━━ Records to use ━━

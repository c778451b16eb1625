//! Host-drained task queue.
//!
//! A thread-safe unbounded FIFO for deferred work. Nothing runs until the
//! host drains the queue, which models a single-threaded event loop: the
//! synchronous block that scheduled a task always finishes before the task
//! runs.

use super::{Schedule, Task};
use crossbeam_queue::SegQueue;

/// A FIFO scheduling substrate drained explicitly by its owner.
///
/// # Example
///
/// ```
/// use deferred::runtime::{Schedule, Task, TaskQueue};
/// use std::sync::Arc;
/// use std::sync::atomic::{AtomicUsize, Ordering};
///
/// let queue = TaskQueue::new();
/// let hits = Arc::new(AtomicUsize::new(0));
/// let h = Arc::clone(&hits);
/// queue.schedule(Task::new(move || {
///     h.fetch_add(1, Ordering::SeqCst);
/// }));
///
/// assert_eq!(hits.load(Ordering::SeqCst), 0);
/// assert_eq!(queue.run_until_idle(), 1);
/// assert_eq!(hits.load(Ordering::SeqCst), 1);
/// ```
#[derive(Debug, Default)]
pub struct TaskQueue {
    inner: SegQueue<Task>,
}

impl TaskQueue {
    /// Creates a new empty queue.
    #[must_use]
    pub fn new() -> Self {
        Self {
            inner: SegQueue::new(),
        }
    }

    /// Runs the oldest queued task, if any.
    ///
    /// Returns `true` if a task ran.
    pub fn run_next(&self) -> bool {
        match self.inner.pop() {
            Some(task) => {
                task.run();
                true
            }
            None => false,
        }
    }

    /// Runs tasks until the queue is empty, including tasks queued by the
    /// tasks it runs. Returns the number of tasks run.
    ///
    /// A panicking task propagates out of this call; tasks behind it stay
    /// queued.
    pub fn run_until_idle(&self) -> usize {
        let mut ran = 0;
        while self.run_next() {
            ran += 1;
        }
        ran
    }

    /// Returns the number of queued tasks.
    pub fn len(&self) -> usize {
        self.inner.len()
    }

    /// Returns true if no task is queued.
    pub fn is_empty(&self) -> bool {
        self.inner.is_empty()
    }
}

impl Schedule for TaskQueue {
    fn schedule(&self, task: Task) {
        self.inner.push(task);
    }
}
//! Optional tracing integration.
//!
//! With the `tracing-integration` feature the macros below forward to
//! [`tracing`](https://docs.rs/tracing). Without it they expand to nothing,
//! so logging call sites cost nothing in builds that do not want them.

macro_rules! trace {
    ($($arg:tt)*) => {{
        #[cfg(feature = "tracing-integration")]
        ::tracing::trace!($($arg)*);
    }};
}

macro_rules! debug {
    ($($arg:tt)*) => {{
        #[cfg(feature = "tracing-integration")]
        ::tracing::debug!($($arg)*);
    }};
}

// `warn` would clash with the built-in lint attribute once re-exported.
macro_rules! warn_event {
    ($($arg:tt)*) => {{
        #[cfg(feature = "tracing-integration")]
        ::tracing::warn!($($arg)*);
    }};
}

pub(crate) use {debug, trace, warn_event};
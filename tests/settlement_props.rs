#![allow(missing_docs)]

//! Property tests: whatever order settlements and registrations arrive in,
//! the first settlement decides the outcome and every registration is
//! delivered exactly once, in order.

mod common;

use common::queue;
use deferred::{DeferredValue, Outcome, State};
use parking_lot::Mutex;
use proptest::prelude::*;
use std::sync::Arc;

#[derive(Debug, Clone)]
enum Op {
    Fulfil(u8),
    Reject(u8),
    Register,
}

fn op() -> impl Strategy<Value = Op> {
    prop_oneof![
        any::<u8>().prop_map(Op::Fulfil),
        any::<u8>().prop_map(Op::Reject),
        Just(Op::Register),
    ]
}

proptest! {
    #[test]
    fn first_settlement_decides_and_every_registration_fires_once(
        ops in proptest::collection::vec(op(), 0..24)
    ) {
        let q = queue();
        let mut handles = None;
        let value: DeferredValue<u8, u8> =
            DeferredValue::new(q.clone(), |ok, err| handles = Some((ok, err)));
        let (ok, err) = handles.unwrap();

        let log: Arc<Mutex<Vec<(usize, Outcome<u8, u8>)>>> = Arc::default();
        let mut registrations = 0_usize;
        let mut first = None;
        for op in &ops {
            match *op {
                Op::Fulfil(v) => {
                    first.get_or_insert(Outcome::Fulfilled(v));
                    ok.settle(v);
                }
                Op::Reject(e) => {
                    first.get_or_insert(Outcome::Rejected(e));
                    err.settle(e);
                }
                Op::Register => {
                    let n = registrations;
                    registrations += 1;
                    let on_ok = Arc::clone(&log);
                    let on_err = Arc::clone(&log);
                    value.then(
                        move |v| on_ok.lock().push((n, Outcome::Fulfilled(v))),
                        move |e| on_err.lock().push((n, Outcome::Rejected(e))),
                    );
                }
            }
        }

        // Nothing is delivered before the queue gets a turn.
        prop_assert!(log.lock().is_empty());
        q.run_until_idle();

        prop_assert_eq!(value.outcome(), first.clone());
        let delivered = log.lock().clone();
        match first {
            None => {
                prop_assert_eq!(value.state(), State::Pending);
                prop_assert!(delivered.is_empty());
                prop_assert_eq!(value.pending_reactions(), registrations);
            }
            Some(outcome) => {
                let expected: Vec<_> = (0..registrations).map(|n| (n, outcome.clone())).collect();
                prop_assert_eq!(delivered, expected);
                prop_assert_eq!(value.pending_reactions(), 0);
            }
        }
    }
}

━━━
━━ Records to use ━━

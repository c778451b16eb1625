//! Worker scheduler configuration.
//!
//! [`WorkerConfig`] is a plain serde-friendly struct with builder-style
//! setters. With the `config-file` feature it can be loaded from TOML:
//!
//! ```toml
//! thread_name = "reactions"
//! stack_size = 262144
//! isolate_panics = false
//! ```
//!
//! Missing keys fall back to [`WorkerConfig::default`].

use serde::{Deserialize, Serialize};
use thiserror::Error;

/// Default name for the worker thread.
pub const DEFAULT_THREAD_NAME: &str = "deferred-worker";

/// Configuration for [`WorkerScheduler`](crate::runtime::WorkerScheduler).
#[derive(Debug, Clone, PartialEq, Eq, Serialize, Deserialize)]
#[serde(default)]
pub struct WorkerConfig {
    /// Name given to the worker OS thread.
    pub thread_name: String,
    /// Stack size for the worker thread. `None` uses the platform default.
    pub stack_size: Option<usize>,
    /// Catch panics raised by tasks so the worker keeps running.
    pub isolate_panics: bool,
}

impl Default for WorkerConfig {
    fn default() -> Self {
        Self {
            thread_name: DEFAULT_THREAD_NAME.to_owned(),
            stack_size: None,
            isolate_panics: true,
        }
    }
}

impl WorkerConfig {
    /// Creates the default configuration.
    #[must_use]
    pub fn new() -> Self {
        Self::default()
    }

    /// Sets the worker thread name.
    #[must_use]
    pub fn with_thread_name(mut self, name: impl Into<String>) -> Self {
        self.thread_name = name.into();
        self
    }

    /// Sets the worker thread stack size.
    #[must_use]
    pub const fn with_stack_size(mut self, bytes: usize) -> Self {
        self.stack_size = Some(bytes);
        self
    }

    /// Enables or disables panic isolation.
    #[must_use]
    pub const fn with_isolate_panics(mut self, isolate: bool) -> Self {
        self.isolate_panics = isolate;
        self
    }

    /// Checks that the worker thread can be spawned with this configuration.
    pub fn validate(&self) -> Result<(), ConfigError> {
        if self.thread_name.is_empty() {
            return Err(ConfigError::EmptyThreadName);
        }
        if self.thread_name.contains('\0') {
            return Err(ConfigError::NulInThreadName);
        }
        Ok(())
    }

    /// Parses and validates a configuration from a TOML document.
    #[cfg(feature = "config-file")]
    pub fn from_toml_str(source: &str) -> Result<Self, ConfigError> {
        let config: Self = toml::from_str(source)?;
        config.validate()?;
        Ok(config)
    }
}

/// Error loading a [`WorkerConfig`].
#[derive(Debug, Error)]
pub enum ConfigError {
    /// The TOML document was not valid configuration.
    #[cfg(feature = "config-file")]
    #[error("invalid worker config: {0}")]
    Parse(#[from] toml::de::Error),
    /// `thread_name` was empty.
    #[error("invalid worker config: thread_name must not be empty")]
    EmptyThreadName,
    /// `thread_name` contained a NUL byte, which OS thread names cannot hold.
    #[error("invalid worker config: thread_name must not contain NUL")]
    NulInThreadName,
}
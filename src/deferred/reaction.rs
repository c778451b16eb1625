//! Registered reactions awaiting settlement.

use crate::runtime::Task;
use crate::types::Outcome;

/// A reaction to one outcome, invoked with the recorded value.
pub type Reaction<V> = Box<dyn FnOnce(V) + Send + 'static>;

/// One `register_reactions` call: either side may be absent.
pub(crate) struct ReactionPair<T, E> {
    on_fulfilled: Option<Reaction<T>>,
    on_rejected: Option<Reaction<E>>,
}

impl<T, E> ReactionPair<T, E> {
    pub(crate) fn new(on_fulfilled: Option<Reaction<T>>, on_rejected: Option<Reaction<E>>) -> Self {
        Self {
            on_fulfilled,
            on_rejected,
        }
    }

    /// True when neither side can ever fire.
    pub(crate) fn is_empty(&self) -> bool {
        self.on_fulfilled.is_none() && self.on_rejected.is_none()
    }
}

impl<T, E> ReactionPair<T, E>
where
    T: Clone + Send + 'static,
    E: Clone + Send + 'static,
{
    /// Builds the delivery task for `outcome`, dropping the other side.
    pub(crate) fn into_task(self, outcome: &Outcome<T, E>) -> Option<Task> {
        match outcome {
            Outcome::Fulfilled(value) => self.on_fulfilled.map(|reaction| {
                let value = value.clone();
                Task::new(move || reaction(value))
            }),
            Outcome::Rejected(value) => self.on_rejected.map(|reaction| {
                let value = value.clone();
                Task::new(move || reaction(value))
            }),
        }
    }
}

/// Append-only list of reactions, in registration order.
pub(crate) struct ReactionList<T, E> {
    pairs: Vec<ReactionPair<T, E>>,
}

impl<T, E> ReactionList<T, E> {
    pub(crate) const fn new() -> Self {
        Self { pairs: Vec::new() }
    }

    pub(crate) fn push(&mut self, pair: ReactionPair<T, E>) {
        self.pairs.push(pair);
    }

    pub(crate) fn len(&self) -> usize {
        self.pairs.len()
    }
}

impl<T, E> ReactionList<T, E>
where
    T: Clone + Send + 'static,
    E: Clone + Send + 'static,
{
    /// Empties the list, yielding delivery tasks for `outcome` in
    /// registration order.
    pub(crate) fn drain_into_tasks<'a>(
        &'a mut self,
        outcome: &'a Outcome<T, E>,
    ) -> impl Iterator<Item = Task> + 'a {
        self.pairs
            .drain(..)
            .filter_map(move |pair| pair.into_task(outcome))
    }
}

━━━

* _Work item_
All lines in the data above from the one with "#[derive(Debug, Clone)]" through the one with "let n = registrations;" must be repeated exactly, and no others.

* _Output of the task_
#[derive(Debug, Clone)]
enum Op {
    Fulfil(u8),
    Reject(u8),
    Register,
}

fn op() -> impl Strategy<Value = Op> {
    prop_oneof![
        any::<u8>().prop_map(Op::Fulfil),
        any::<u8>().prop_map(Op::Reject),
        Just(Op::Register),
    ]
}

proptest! {
    #[test]
    fn first_settlement_decides_and_every_registration_fires_once(
        ops in proptest::collection::vec(op(), 0..24)
    ) {
        let q = queue();
        let mut handles = None;
        let value: DeferredValue<u8, u8> =
            DeferredValue::new(q.clone(), |ok, err| handles = Some((ok, err)));
        let (ok, err) = handles.unwrap();

        let log: Arc<Mutex<Vec<(usize, Outcome<u8, u8>)>>> = Arc::default();
        let mut registrations = 0_usize;
        let mut first = None;
        for op in &ops {
            match *op {
                Op::Fulfil(v) => {
                    first.get_or_insert(Outcome::Fulfilled(v));
                    ok.settle(v);
                }
                Op::Reject(e) => {
                    first.get_or_insert(Outcome::Rejected(e));
                    err.settle(e);
                }
                Op::Register => {
                    let n = registrations;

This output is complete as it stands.